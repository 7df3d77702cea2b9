//! PostgreSQL access for HMS Nova.
//!
//! Pool setup, migrations, row models, repositories, and the Postgres-backed
//! [`SjaRecordSource`](hmsnova_core::source::SjaRecordSource).

use sqlx::postgres::PgPoolOptions;

pub mod models;
pub mod repositories;
pub mod source;

pub type DbPool = sqlx::PgPool;

/// Create a connection pool from a database URL.
pub async fn create_pool(database_url: &str) -> Result<DbPool, sqlx::Error> {
    PgPoolOptions::new()
        .max_connections(20)
        .connect(database_url)
        .await
}

/// Round-trip a trivial query to verify the database is reachable.
pub async fn health_check(pool: &DbPool) -> Result<(), sqlx::Error> {
    sqlx::query("SELECT 1").execute(pool).await?;
    Ok(())
}

/// Apply pending migrations from `crates/db/migrations`.
pub async fn run_migrations(pool: &DbPool) -> Result<(), sqlx::migrate::MigrateError> {
    sqlx::migrate!("./migrations").run(pool).await
}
------------------------------------------------------------------------
Copy out each line of the entries above that holds "source".

Solution to the problem:
//! [`SjaRecordSource`](hmsnova_core::source::SjaRecordSource).
pub mod source;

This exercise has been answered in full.